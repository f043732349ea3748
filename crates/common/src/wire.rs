//! JSON shapes exchanged between the booking and inventory services.

use chrono::NaiveDate;
use serde::{Deserialize, Serialize};

use crate::types::{BookingUid, HotelId, RequestId, RoomId};

/// Body of `POST /api/rooms/{id}/confirm-availability`.
#[derive(Debug, Clone, PartialEq, Eq, Serialize, Deserialize)]
#[serde(rename_all = "camelCase")]
pub struct ConfirmAvailabilityRequest {
    pub start_date: NaiveDate,
    pub end_date: NaiveDate,
    pub booking_id: BookingUid,
    pub request_id: RequestId,
}

/// A room as exposed by the inventory's read endpoints.
#[derive(Debug, Clone, PartialEq, Eq, Serialize, Deserialize)]
#[serde(rename_all = "camelCase")]
pub struct RoomView {
    pub id: RoomId,
    pub hotel_id: HotelId,
    pub number: String,
    pub available: bool,
    #[serde(default)]
    pub times_booked: i64,
}
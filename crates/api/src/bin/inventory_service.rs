//! Inventory service entry point.

use std::sync::Arc;

use api::config::{Config, INVENTORY_DEFAULT_PORT};
use api::extract::ServiceToken;
use api::routes::rooms::InventoryState;
use inventory::{InMemoryRoomStore, PostgresRoomStore, RoomLockManager, RoomStore};
use metrics_exporter_prometheus::PrometheusHandle;

#[tokio::main]
async fn main() {
    let config = Config::from_env(INVENTORY_DEFAULT_PORT);
    api::init_tracing(&config);

    let metrics_handle = metrics_exporter_prometheus::PrometheusBuilder::new()
        .install_recorder()
        .expect("failed to install Prometheus recorder");

    match &config.database_url {
        Some(url) => {
            let pool = sqlx::postgres::PgPoolOptions::new()
                .max_connections(10)
                .connect(url)
                .await
                .expect("failed to connect to PostgreSQL");
            let store = PostgresRoomStore::new(pool);
            store
                .run_migrations()
                .await
                .expect("failed to run inventory migrations");
            run(store, config, metrics_handle).await;
        }
        None => {
            tracing::warn!("DATABASE_URL not set, rooms are kept in memory");
            run(InMemoryRoomStore::new(), config, metrics_handle).await;
        }
    }
}

async fn run<R: RoomStore + 'static>(store: R, config: Config, metrics_handle: PrometheusHandle) {
    let manager = RoomLockManager::new(store);
    if config.seed_demo_rooms {
        let seeded = inventory::seed_demo_rooms(manager.store())
            .await
            .expect("failed to seed demo rooms");
        tracing::info!(seeded, "demo rooms loaded");
    }

    let state = Arc::new(InventoryState {
        manager,
        service_token: ServiceToken::new(config.service_token.as_str()),
    });
    let app = api::create_inventory_app(state, metrics_handle);

    let addr = config.addr();
    tracing::info!(%addr, "starting inventory service");
    let listener = tokio::net::TcpListener::bind(&addr)
        .await
        .expect("failed to bind address");
    axum::serve(listener, app)
        .with_graceful_shutdown(api::shutdown_signal())
        .await
        .expect("server error");

    tracing::info!("inventory service shut down gracefully");
}
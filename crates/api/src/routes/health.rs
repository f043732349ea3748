//! Health check endpoint.

use axum::Json;
use serde::Serialize;

#[derive(Serialize)]
pub struct HealthResponse {
    pub status: &'static str,
}

/// GET /health: returns system health status.
pub async fn check() -> Json<HealthResponse> {
    Json(HealthResponse { status: "ok" })
}
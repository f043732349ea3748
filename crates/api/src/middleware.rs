//! Request correlation and error-envelope completion.

use axum::Json;
use axum::extract::Request;
use axum::http::HeaderValue;
use axum::middleware::Next;
use axum::response::{IntoResponse, Response};
use common::{ErrorBody, REQUEST_ID_HEADER, RequestId};

/// Resolves the request's correlation id and attaches it everywhere.
///
/// The inbound `X-Request-Id` is kept when present, otherwise a UUID is
/// generated. The id is written back into the request headers (so the trace
/// span picks it up), stored in the request extensions, and echoed on the
/// response. Error responses get `path` and `correlationId` filled in.
pub async fn request_id(mut request: Request, next: Next) -> Response {
    let request_id = RequestId::from_header(
        request
            .headers()
            .get(REQUEST_ID_HEADER)
            .and_then(|v| v.to_str().ok()),
    )
    .unwrap_or_else(RequestId::generate);
    let header = HeaderValue::from_str(request_id.as_str()).ok();

    if let Some(value) = &header {
        request.headers_mut().insert(REQUEST_ID_HEADER, value.clone());
    }
    let path = request.uri().path().to_string();
    request.extensions_mut().insert(request_id.clone());

    let mut response = next.run(request).await;
    metrics::counter!(
        "http_responses_total",
        "status" => response.status().as_u16().to_string()
    )
    .increment(1);

    if let Some(mut body) = response.extensions_mut().remove::<ErrorBody>() {
        body.path = Some(path);
        body.correlation_id = Some(request_id.to_string());
        response = (response.status(), Json(body)).into_response();
    }
    if let Some(value) = header {
        response.headers_mut().insert(REQUEST_ID_HEADER, value);
    }
    response
}
//! Rooms and room locks.

use chrono::{DateTime, Utc};
use common::{BookingUid, DateRange, HotelId, RequestId, RoomId, RoomView};
use serde::{Deserialize, Serialize};

/// A bookable room.
///
/// `times_booked` is a fairness hint for recommendations: it goes up when a
/// lock is created and down (never below zero) when one is released.
#[derive(Debug, Clone, PartialEq, Eq, Serialize, Deserialize)]
pub struct Room {
    pub id: RoomId,
    pub hotel_id: HotelId,
    pub number: String,
    pub operational: bool,
    pub times_booked: i64,
}

impl Room {
    pub fn view(&self) -> RoomView {
        RoomView {
            id: self.id,
            hotel_id: self.hotel_id,
            number: self.number.clone(),
            available: self.operational,
            times_booked: self.times_booked,
        }
    }
}

/// A room to be inserted; the store assigns the id.
#[derive(Debug, Clone)]
pub struct NewRoom {
    pub hotel_id: HotelId,
    pub number: String,
    pub operational: bool,
}

impl NewRoom {
    /// An operational room with no booking history.
    pub fn new(hotel_id: HotelId, number: impl Into<String>) -> Self {
        Self {
            hotel_id,
            number: number.into(),
            operational: true,
        }
    }

    /// Marks the room as out of service.
    pub fn out_of_service(mut self) -> Self {
        self.operational = false;
        self
    }
}

/// Exclusive hold on a room for a period.
///
/// Both `booking_uid` and `request_id` are unique across all locks.
#[derive(Debug, Clone, PartialEq, Eq, Serialize, Deserialize)]
pub struct RoomLock {
    pub id: i64,
    pub room_id: RoomId,
    pub range: DateRange,
    pub booking_uid: BookingUid,
    pub request_id: RequestId,
    pub created_at: DateTime<Utc>,
}

/// A lock to be inserted.
#[derive(Debug, Clone)]
pub struct NewRoomLock {
    pub room_id: RoomId,
    pub range: DateRange,
    pub booking_uid: BookingUid,
    pub request_id: RequestId,
}
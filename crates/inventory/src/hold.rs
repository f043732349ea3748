//! Per-room mutual exclusion.

use std::collections::HashMap;
use std::sync::{Arc, Mutex as SyncMutex, PoisonError};

use common::RoomId;
use tokio::sync::{Mutex, OwnedMutexGuard};

type Slots = Arc<SyncMutex<HashMap<RoomId, Arc<Mutex<()>>>>>;

/// Table of exclusive holds keyed by room id.
///
/// Acquiring a hold waits for the previous holder of the same room; holds on
/// different rooms never contend. A room's slot only lives while someone
/// holds or waits for it, so the table stays as small as the set of rooms in
/// flight.
#[derive(Debug, Clone, Default)]
pub struct RoomHolds {
    slots: Slots,
}

/// Exclusive hold on one room, released when dropped.
#[derive(Debug)]
pub struct RoomHold {
    room_id: RoomId,
    slots: Slots,
    guard: Option<OwnedMutexGuard<()>>,
}

impl Drop for RoomHold {
    fn drop(&mut self) {
        let Some(guard) = self.guard.take() else {
            return;
        };
        // The table lock keeps new waiters from cloning the slot while we
        // decide whether we are its last user (table + our guard).
        let mut slots = self.slots.lock().unwrap_or_else(PoisonError::into_inner);
        if Arc::strong_count(OwnedMutexGuard::mutex(&guard)) == 2 {
            slots.remove(&self.room_id);
        }
        drop(guard);
    }
}

impl RoomHolds {
    pub fn new() -> Self {
        Self::default()
    }

    /// Waits until the room is free and takes the hold.
    pub async fn acquire(&self, room_id: RoomId) -> RoomHold {
        let slot = {
            let mut slots = self.slots.lock().unwrap_or_else(PoisonError::into_inner);
            slots
                .entry(room_id)
                .or_insert_with(|| Arc::new(Mutex::new(())))
                .clone()
        };
        RoomHold {
            room_id,
            slots: self.slots.clone(),
            guard: Some(slot.lock_owned().await),
        }
    }

    /// Number of rooms currently held or waited on.
    pub fn tracked_rooms(&self) -> usize {
        self.slots
            .lock()
            .unwrap_or_else(PoisonError::into_inner)
            .len()
    }
}
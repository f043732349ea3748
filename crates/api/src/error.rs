//! API error type with the JSON error envelope.

use axum::Json;
use axum::extract::rejection::{JsonRejection, PathRejection, QueryRejection};
use axum::http::StatusCode;
use axum::response::{IntoResponse, Response};
use booking::BookingError;
use common::{ErrorBody, ErrorKind};
use inventory::InventoryError;

/// `errorCode` for requests that could not be decoded.
pub const VALIDATION_ERROR: &str = "VALIDATION_ERROR";

/// API-level error that renders as an [`ErrorBody`].
///
/// The body is also stored in the response extensions so the request-id
/// middleware can attach `path` and `correlationId`.
#[derive(Debug, Clone, PartialEq, Eq)]
pub struct ApiError {
    status: u16,
    code: &'static str,
    message: String,
}

impl ApiError {
    pub fn new(kind: ErrorKind, message: impl Into<String>) -> Self {
        Self {
            status: kind.status_code(),
            code: kind.code(),
            message: message.into(),
        }
    }

    pub fn bad_request(message: impl Into<String>) -> Self {
        Self::new(ErrorKind::BadRequest, message)
    }

    pub fn unauthorized(message: impl Into<String>) -> Self {
        Self::new(ErrorKind::Unauthorized, message)
    }

    /// Undecodable body, query or path.
    pub fn validation(message: impl Into<String>) -> Self {
        Self {
            status: 400,
            code: VALIDATION_ERROR,
            message: message.into(),
        }
    }

    pub fn status(&self) -> u16 {
        self.status
    }

    pub fn code(&self) -> &'static str {
        self.code
    }

    pub fn message(&self) -> &str {
        &self.message
    }
}

impl IntoResponse for ApiError {
    fn into_response(self) -> Response {
        let status = StatusCode::from_u16(self.status).unwrap_or(StatusCode::INTERNAL_SERVER_ERROR);
        if status.is_server_error() {
            tracing::error!(code = self.code, error = %self.message, "request failed");
        }

        let body = ErrorBody::with_code(self.status, self.code, self.message);
        let mut response = (status, Json(body.clone())).into_response();
        response.extensions_mut().insert(body);
        response
    }
}

impl From<BookingError> for ApiError {
    fn from(err: BookingError) -> Self {
        if err.kind() == ErrorKind::Internal {
            tracing::error!(error = %err, "booking storage failure");
        }
        ApiError::new(err.kind(), err.public_message())
    }
}

impl From<InventoryError> for ApiError {
    fn from(err: InventoryError) -> Self {
        if err.kind() == ErrorKind::Internal {
            tracing::error!(error = %err, "inventory storage failure");
        }
        ApiError::new(err.kind(), err.public_message())
    }
}

impl From<JsonRejection> for ApiError {
    fn from(rejection: JsonRejection) -> Self {
        ApiError::validation(rejection.body_text())
    }
}

impl From<QueryRejection> for ApiError {
    fn from(rejection: QueryRejection) -> Self {
        ApiError::validation(rejection.body_text())
    }
}

impl From<PathRejection> for ApiError {
    fn from(rejection: PathRejection) -> Self {
        ApiError::validation(rejection.body_text())
    }
}
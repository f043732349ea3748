//! Room lock manager: the inventory half of the booking saga.

use common::{BookingUid, DateRange, RequestId, RoomId, RoomView};

use crate::hold::RoomHolds;
use crate::store::RoomStore;
use crate::{InventoryError, NewRoomLock, Result, Room, RoomLock};

/// What a successful confirm did.
#[derive(Debug, Clone, PartialEq, Eq)]
pub enum ConfirmOutcome {
    /// A new lock was created and the fairness counter incremented.
    Locked(RoomLock),
    /// The request id had already been processed; nothing changed.
    AlreadyConfirmed(RoomLock),
}

impl ConfirmOutcome {
    pub fn lock(&self) -> &RoomLock {
        match self {
            ConfirmOutcome::Locked(lock) | ConfirmOutcome::AlreadyConfirmed(lock) => lock,
        }
    }

    fn label(&self) -> &'static str {
        match self {
            ConfirmOutcome::Locked(_) => "locked",
            ConfirmOutcome::AlreadyConfirmed(_) => "idempotent",
        }
    }
}

/// What a release did.
#[derive(Debug, Clone, Copy, PartialEq, Eq)]
pub enum ReleaseOutcome {
    Released,
    /// No lock for this booking on this room; nothing changed.
    NothingToRelease,
}

/// Owns rooms and room locks.
///
/// Every confirm and release on a room runs under that room's hold, so the
/// idempotency lookup, the overlap check and the insert observe one
/// consistent view of the room's locks.
pub struct RoomLockManager<S: RoomStore> {
    store: S,
    holds: RoomHolds,
}

impl<S: RoomStore> RoomLockManager<S> {
    /// Creates a manager with its own hold table.
    pub fn new(store: S) -> Self {
        Self::with_holds(store, RoomHolds::new())
    }

    /// Creates a manager sharing an existing hold table.
    pub fn with_holds(store: S, holds: RoomHolds) -> Self {
        Self { store, holds }
    }

    pub fn store(&self) -> &S {
        &self.store
    }

    /// Places an exclusive lock on `room_id` for `range`.
    ///
    /// Repeating a request id returns the existing lock without touching the
    /// fairness counter.
    #[tracing::instrument(skip(self), fields(%room_id, %range, %booking_uid, %request_id))]
    pub async fn confirm(
        &self,
        room_id: RoomId,
        range: DateRange,
        booking_uid: BookingUid,
        request_id: RequestId,
    ) -> Result<ConfirmOutcome> {
        let result = self
            .confirm_under_hold(room_id, range, booking_uid, request_id)
            .await;

        let outcome = match &result {
            Ok(outcome) => outcome.label(),
            Err(InventoryError::RoomUnavailable { .. }) => "unavailable",
            Err(InventoryError::RoomNotOperational(_)) => "not_operational",
            Err(_) => "error",
        };
        metrics::counter!("room_lock_confirm_total", "outcome" => outcome).increment(1);

        result
    }

    async fn confirm_under_hold(
        &self,
        room_id: RoomId,
        range: DateRange,
        booking_uid: BookingUid,
        request_id: RequestId,
    ) -> Result<ConfirmOutcome> {
        let _hold = self.holds.acquire(room_id).await;

        let room = self.require_room(room_id).await?;

        // Checked only once the hold is taken, so two retries of the same
        // request cannot both pass the lookup.
        if let Some(existing) = self.store.find_lock_by_request(&request_id).await? {
            tracing::debug!(lock_id = existing.id, "confirm idempotent hit");
            return Ok(ConfirmOutcome::AlreadyConfirmed(existing));
        }

        if !room.operational {
            return Err(InventoryError::RoomNotOperational(room_id));
        }

        let overlapping = self.store.find_overlapping_locks(room_id, range).await?;
        if !overlapping.is_empty() {
            tracing::info!(conflicts = overlapping.len(), "room not available for period");
            return Err(InventoryError::RoomUnavailable { room_id, range });
        }

        let new_lock = NewRoomLock {
            room_id,
            range,
            booking_uid,
            request_id: request_id.clone(),
        };
        match self.store.insert_lock(new_lock).await {
            Ok(lock) => {
                tracing::info!(lock_id = lock.id, "room locked");
                Ok(ConfirmOutcome::Locked(lock))
            }
            Err(err @ InventoryError::DuplicateLock { .. }) => {
                match self.store.find_lock_by_request(&request_id).await? {
                    Some(existing) => {
                        tracing::debug!(lock_id = existing.id, "confirm idempotent after insert race");
                        Ok(ConfirmOutcome::AlreadyConfirmed(existing))
                    }
                    None => Err(err),
                }
            }
            Err(err) => Err(err),
        }
    }

    /// Drops the lock held for `booking_uid` on `room_id`, if any.
    ///
    /// Unknown bookings and locks belonging to another room are a no-op; an
    /// unknown room is `RoomNotFound`.
    #[tracing::instrument(skip(self), fields(%room_id, %booking_uid))]
    pub async fn release(&self, room_id: RoomId, booking_uid: BookingUid) -> Result<ReleaseOutcome> {
        let _hold = self.holds.acquire(room_id).await;

        self.require_room(room_id).await?;

        let Some(lock) = self.store.find_lock_by_booking(booking_uid).await? else {
            tracing::debug!("no lock to release");
            return Ok(ReleaseOutcome::NothingToRelease);
        };
        if lock.room_id != room_id {
            tracing::warn!(lock_room_id = %lock.room_id, "lock belongs to another room, ignoring");
            return Ok(ReleaseOutcome::NothingToRelease);
        }

        if self.store.delete_lock(&lock).await? {
            metrics::counter!("room_lock_release_total").increment(1);
            tracing::info!(lock_id = lock.id, "room lock released");
            Ok(ReleaseOutcome::Released)
        } else {
            Ok(ReleaseOutcome::NothingToRelease)
        }
    }

    /// Operational rooms with no lock overlapping `range`, ordered by id.
    #[tracing::instrument(skip(self), fields(%range))]
    pub async fn list_available(&self, range: DateRange) -> Result<Vec<RoomView>> {
        let rooms = self.store.list_operational_rooms().await?;
        let mut available = Vec::with_capacity(rooms.len());
        for room in rooms {
            if self
                .store
                .find_overlapping_locks(room.id, range)
                .await?
                .is_empty()
            {
                available.push(room.view());
            }
        }
        available.sort_by_key(|r| r.id);
        Ok(available)
    }

    /// Available rooms, least booked first, ties broken by ascending id.
    ///
    /// Auto-select takes the first entry, so this order is part of the
    /// contract with the booking service.
    pub async fn recommend(&self, range: DateRange) -> Result<Vec<RoomView>> {
        let mut rooms = self.list_available(range).await?;
        rooms.sort_by_key(|r| (r.times_booked, r.id));
        Ok(rooms)
    }

    /// Loads a single room.
    pub async fn get_room(&self, room_id: RoomId) -> Result<RoomView> {
        Ok(self.require_room(room_id).await?.view())
    }

    async fn require_room(&self, room_id: RoomId) -> Result<Room> {
        self.store
            .get_room(room_id)
            .await?
            .ok_or(InventoryError::RoomNotFound(room_id))
    }
}
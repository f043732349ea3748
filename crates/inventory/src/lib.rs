//! Room inventory side of the booking saga.
//!
//! The [`RoomLockManager`] owns rooms and room locks. It serializes every
//! confirm/release against the same room through a per-room hold, keeps
//! locks for one room overlap-free, and treats a repeated request id as a
//! no-op rather than a second lock.

pub mod error;
pub mod hold;
pub mod manager;
pub mod memory;
pub mod model;
pub mod postgres;
pub mod seed;
pub mod store;

pub use common::{BookingUid, DateRange, HotelId, RequestId, RoomId, RoomView};
pub use error::{InventoryError, Result};
pub use hold::RoomHolds;
pub use manager::{ConfirmOutcome, ReleaseOutcome, RoomLockManager};
pub use memory::InMemoryRoomStore;
pub use model::{NewRoom, NewRoomLock, Room, RoomLock};
pub use postgres::PostgresRoomStore;
pub use seed::seed_demo_rooms;
pub use store::RoomStore;
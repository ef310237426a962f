//! Window-averaged compound growth rate.
//!
//! Single quarters are noisy, so both endpoints are window means:
//!
//! ```text
//! latest = mean(last 3 reported values)
//! base   = mean(5 periods centred 4*years periods before the end)
//! growth = (latest / base)^(1 / actual_years) - 1
//! ```
//!
//! When the base window is too sparse, its centre moves further back one
//! period at a time. Non-positive endpoints make the rate meaningless and are
//! flagged with the sentinel instead.

use crate::config::GrowthConfig;

/// Compound growth of `series` over `years_back` years.
///
/// `series` is ordered oldest first, one entry per reporting period; missing
/// periods are `None` and keep their position. Returns `None` when either
/// endpoint cannot be formed.
pub fn stable_growth(series: &[Option<f64>], years_back: u32, config: &GrowthConfig) -> Option<f64> {
    let latest = latest_mean(series, config.latest_window)?;

    let (base, shift) = base_window(series, years_back, config)?;

    if base > 0.0 && latest > 0.0 {
        let actual_years = elapsed_years(years_back, shift, config).max(1.0);
        Some((latest / base).powf(1.0 / actual_years) - 1.0)
    } else {
        Some(config.sentinel)
    }
}

/// Mean of the last `window` reported values, skipping gaps.
///
/// Undefined when the series holds fewer than `window` values.
fn latest_mean(series: &[Option<f64>], window: usize) -> Option<f64> {
    let present: Vec<f64> = series.iter().flatten().copied().collect();
    if window == 0 || present.len() < window {
        return None;
    }
    let recent = &present[present.len() - window..];
    Some(recent.iter().sum::<f64>() / window as f64)
}

/// First base window, scanning backwards, with enough observations.
///
/// Returns the window mean and the shift that produced it.
fn base_window(series: &[Option<f64>], years_back: u32, config: &GrowthConfig) -> Option<(f64, usize)> {
    let half = config.base_window_half_size;
    let offset = 1 + 4 * years_back as usize;

    for shift in 0..=config.max_center_shift {
        let Some(center) = series.len().checked_sub(offset + shift) else {
            break;
        };
        let Some(start) = center.checked_sub(half) else {
            break;
        };
        let end = (center + half + 1).min(series.len());
        if let Some(mean) = window_mean(&series[start..end], config.min_periods_in_window) {
            return Some((mean, shift));
        }
    }
    None
}

/// Quarters between the latest and base window centres, in years.
fn elapsed_years(years_back: u32, shift: usize, config: &GrowthConfig) -> f64 {
    let latest_center = (config.latest_window as f64 - 1.0) / 2.0;
    let base_center = (4 * years_back as usize + shift) as f64;
    (base_center - latest_center) / 4.0
}

fn window_mean(window: &[Option<f64>], min_periods: usize) -> Option<f64> {
    let present: Vec<f64> = window.iter().flatten().copied().collect();
    if present.is_empty() || present.len() < min_periods {
        return None;
    }
    Some(present.iter().sum::<f64>() / present.len() as f64)
}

━━━━━━

• [THE PROBLEM]: Every line that contains "JsonRejection" should be copied out of the data.

• [ANSWER TO THIS PROBLEM]:
use axum::extract::rejection::{JsonRejection, PathRejection, QueryRejection};
impl From<JsonRejection> for ApiError {
    fn from(rejection: JsonRejection) -> Self {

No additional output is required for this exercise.